(SUPPLIED RECORDS)
//! Profile preference configuration.
//!
//! Profiles are static configuration: a named, ordered list of product
//! categories a given kind of user cares about most. They are enumerated at
//! startup and never created, mutated, or persisted at runtime.

use std::collections::BTreeMap;

use serde::{Deserialize, Serialize};

/// The set of known profiles, keyed by identifier.
#[derive(Debug, Clone, Default, PartialEq, Serialize, Deserialize)]
#[serde(transparent)]
pub struct ProfileBook {
    profiles: BTreeMap<String, Vec<String>>,
}

impl ProfileBook {
    /// Compiled-in defaults, used when no profiles file is configured.
    pub fn builtin() -> Self {
        let mut profiles = BTreeMap::new();
        profiles.insert(
            "tech_enthusiast".to_string(),
            vec![
                "Electronics".to_string(),
                "Gaming".to_string(),
                "Smart Home".to_string(),
            ],
        );
        profiles.insert(
            "casual_user".to_string(),
            vec![
                "Home & Kitchen".to_string(),
                "Books".to_string(),
                "Toys".to_string(),
            ],
        );
        Self { profiles }
    }

    /// Parse a profiles file: a JSON object mapping id -> ordered category list.
    pub fn from_json(text: &str) -> Result<Self, serde_json::Error> {
        serde_json::from_str(text)
    }

    /// Ordered preference list for `id`, if the profile is known.
    pub fn get(&self, id: &str) -> Option<&[String]> {
        self.profiles.get(id).map(Vec::as_slice)
    }

    /// Known profile identifiers, in stable (sorted) order.
    pub fn ids(&self) -> impl Iterator<Item = &str> {
        self.profiles.keys().map(String::as_str)
    }

    pub fn is_empty(&self) -> bool {
        self.profiles.is_empty()
    }
}

#[cfg(test)]
mod tests {
    use super::*;

    #[test]
    fn builtin_profiles_are_known() {
        let book = ProfileBook::builtin();
        assert_eq!(
            book.get("tech_enthusiast").unwrap(),
            ["Electronics", "Gaming", "Smart Home"]
        );
        assert!(book.get("nobody").is_none());
    }

    #[test]
    fn from_json_parses_id_to_list_map() {
        let book = ProfileBook::from_json(r#"{"minimalist": ["Books"]}"#).unwrap();
        assert_eq!(book.get("minimalist").unwrap(), ["Books"]);
        assert_eq!(book.ids().collect::<Vec<_>>(), ["minimalist"]);
    }

    #[test]
    fn ids_are_sorted() {
        let book = ProfileBook::builtin();
        assert_eq!(
            book.ids().collect::<Vec<_>>(),
            ["casual_user", "tech_enthusiast"]
        );
    }
}
//! Shared tracing/logging setup for the storefront service.

/// Initialize process-wide observability (tracing/logging).
///
/// This is safe to call multiple times; subsequent calls become no-ops.
pub fn init() {
    tracing::init();
}

/// Tracing configuration (filter, output format).
pub mod tracing;
//! Product records and the catalog snapshot they live in.

use serde::{Deserialize, Serialize};

/// A single catalog record. Immutable once ingested; a new upload replaces
/// the whole catalog rather than editing records in place.
#[derive(Debug, Clone, PartialEq, Serialize, Deserialize)]
pub struct Product {
    /// Display key, unique within a catalog by convention (not enforced).
    pub title: String,
    pub description: String,
    /// Opaque; the front end dereferences it, we never do.
    pub image_url: String,
    pub price: f64,
    pub category: String,
    /// URL-safe encoding of `title`, derived at ingest time and used to build
    /// detail-page links.
    pub slug: String,
}

impl Product {
    pub fn new(
        title: impl Into<String>,
        description: impl Into<String>,
        image_url: impl Into<String>,
        price: f64,
        category: impl Into<String>,
    ) -> Self {
        let title = title.into();
        let slug = urlencoding::encode(&title).into_owned();
        Self {
            title,
            description: description.into(),
            image_url: image_url.into(),
            price,
            category: category.into(),
            slug,
        }
    }
}

/// The active ordered set of product records.
///
/// A catalog is an immutable snapshot: callers holding one never observe a
/// concurrent upload. The api layer swaps whole `Arc<Catalog>` values.
#[derive(Debug, Clone, Default, PartialEq, Serialize, Deserialize)]
#[serde(transparent)]
pub struct Catalog {
    products: Vec<Product>,
}

impl Catalog {
    pub fn new(products: Vec<Product>) -> Self {
        Self { products }
    }

    pub fn products(&self) -> &[Product] {
        &self.products
    }

    pub fn len(&self) -> usize {
        self.products.len()
    }

    pub fn is_empty(&self) -> bool {
        self.products.is_empty()
    }

    pub fn iter(&self) -> impl Iterator<Item = &Product> {
        self.products.iter()
    }
}

#[cfg(test)]
mod tests {
    use super::*;

    #[test]
    fn slug_is_url_safe_encoding_of_title() {
        let p = Product::new("Desk Lamp & Shade", "", "", 19.99, "Home & Kitchen");
        assert_eq!(p.slug, "Desk%20Lamp%20%26%20Shade");
    }

    #[test]
    fn slug_of_plain_title_is_unchanged() {
        let p = Product::new("Keyboard", "", "", 49.0, "Electronics");
        assert_eq!(p.slug, "Keyboard");
    }
}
(End SUPPLIED RECORDS)
ABOUT THIS EXERCISE
Take the material above and print all of it exactly.

SOLUTION TO THE PROBLEM
//! Profile preference configuration.
//!
//! Profiles are static configuration: a named, ordered list of product
//! categories a given kind of user cares about most. They are enumerated at
//! startup and never created, mutated, or persisted at runtime.

use std::collections::BTreeMap;

use serde::{Deserialize, Serialize};

/// The set of known profiles, keyed by identifier.
#[derive(Debug, Clone, Default, PartialEq, Serialize, Deserialize)]
#[serde(transparent)]
pub struct ProfileBook {
    profiles: BTreeMap<String, Vec<String>>,
}

impl ProfileBook {
    /// Compiled-in defaults, used when no profiles file is configured.
    pub fn builtin() -> Self {
        let mut profiles = BTreeMap::new();
        profiles.insert(
            "tech_enthusiast".to_string(),
            vec![
                "Electronics".to_string(),
                "Gaming".to_string(),
                "Smart Home".to_string(),
            ],
        );
        profiles.insert(
            "casual_user".to_string(),
            vec![
                "Home & Kitchen".to_string(),
                "Books".to_string(),
                "Toys".to_string(),
            ],
        );
        Self { profiles }
    }

    /// Parse a profiles file: a JSON object mapping id -> ordered category list.
    pub fn from_json(text: &str) -> Result<Self, serde_json::Error> {
        serde_json::from_str(text)
    }

    /// Ordered preference list for `id`, if the profile is known.
    pub fn get(&self, id: &str) -> Option<&[String]> {
        self.profiles.get(id).map(Vec::as_slice)
    }

    /// Known profile identifiers, in stable (sorted) order.
    pub fn ids(&self) -> impl Iterator<Item = &str> {
        self.profiles.keys().map(String::as_str)
    }

    pub fn is_empty(&self) -> bool {
        self.profiles.is_empty()
    }
}

#[cfg(test)]
mod tests {
    use super::*;

    #[test]
    fn builtin_profiles_are_known() {
        let book = ProfileBook::builtin();
        assert_eq!(
            book.get("tech_enthusiast").unwrap(),
            ["Electronics", "Gaming", "Smart Home"]
        );
        assert!(book.get("nobody").is_none());
    }

    #[test]
    fn from_json_parses_id_to_list_map() {
        let book = ProfileBook::from_json(r#"{"minimalist": ["Books"]}"#).unwrap();
        assert_eq!(book.get("minimalist").unwrap(), ["Books"]);
        assert_eq!(book.ids().collect::<Vec<_>>(), ["minimalist"]);
    }

    #[test]
    fn ids_are_sorted() {
        let book = ProfileBook::builtin();
        assert_eq!(
            book.ids().collect::<Vec<_>>(),
            ["casual_user", "tech_enthusiast"]
        );
    }
}
//! Shared tracing/logging setup for the storefront service.

/// Initialize process-wide observability (tracing/logging).
///
/// This is safe to call multiple times; subsequent calls become no-ops.
pub fn init() {
    tracing::init();
}

/// Tracing configuration (filter, output format).
pub mod tracing;
//! Product records and the catalog snapshot they live in.

use serde::{Deserialize, Serialize};

/// A single catalog record. Immutable once ingested; a new upload replaces
/// the whole catalog rather than editing records in place.
#[derive(Debug, Clone, PartialEq, Serialize, Deserialize)]
pub struct Product {
    /// Display key, unique within a catalog by convention (not enforced).
    pub title: String,
    pub description: String,
    /// Opaque; the front end dereferences it, we never do.
    pub image_url: String,
    pub price: f64,
    pub category: String,
    /// URL-safe encoding of `title`, derived at ingest time and used to build
    /// detail-page links.
    pub slug: String,
}

impl Product {
    pub fn new(
        title: impl Into<String>,
        description: impl Into<String>,
        image_url: impl Into<String>,
        price: f64,
        category: impl Into<String>,
    ) -> Self {
        let title = title.into();
        let slug = urlencoding::encode(&title).into_owned();
        Self {
            title,
            description: description.into(),
            image_url: image_url.into(),
            price,
            category: category.into(),
            slug,
        }
    }
}

/// The active ordered set of product records.
///
/// A catalog is an immutable snapshot: callers holding one never observe a
/// concurrent upload. The api layer swaps whole `Arc<Catalog>` values.
#[derive(Debug, Clone, Default, PartialEq, Serialize, Deserialize)]
#[serde(transparent)]
pub struct Catalog {
    products: Vec<Product>,
}

impl Catalog {
    pub fn new(products: Vec<Product>) -> Self {
        Self { products }
    }

    pub fn products(&self) -> &[Product] {
        &self.products
    }

    pub fn len(&self) -> usize {
        self.products.len()
    }

    pub fn is_empty(&self) -> bool {
        self.products.is_empty()
    }

    pub fn iter(&self) -> impl Iterator<Item = &Product> {
        self.products.iter()
    }
}

#[cfg(test)]
mod tests {
    use super::*;

    #[test]
    fn slug_is_url_safe_encoding_of_title() {
        let p = Product::new("Desk Lamp & Shade", "", "", 19.99, "Home & Kitchen");
        assert_eq!(p.slug, "Desk%20Lamp%20%26%20Shade");
    }

    #[test]
    fn slug_of_plain_title_is_unchanged() {
        let p = Product::new("Keyboard", "", "", 49.0, "Electronics");
        assert_eq!(p.slug, "Keyboard");
    }
}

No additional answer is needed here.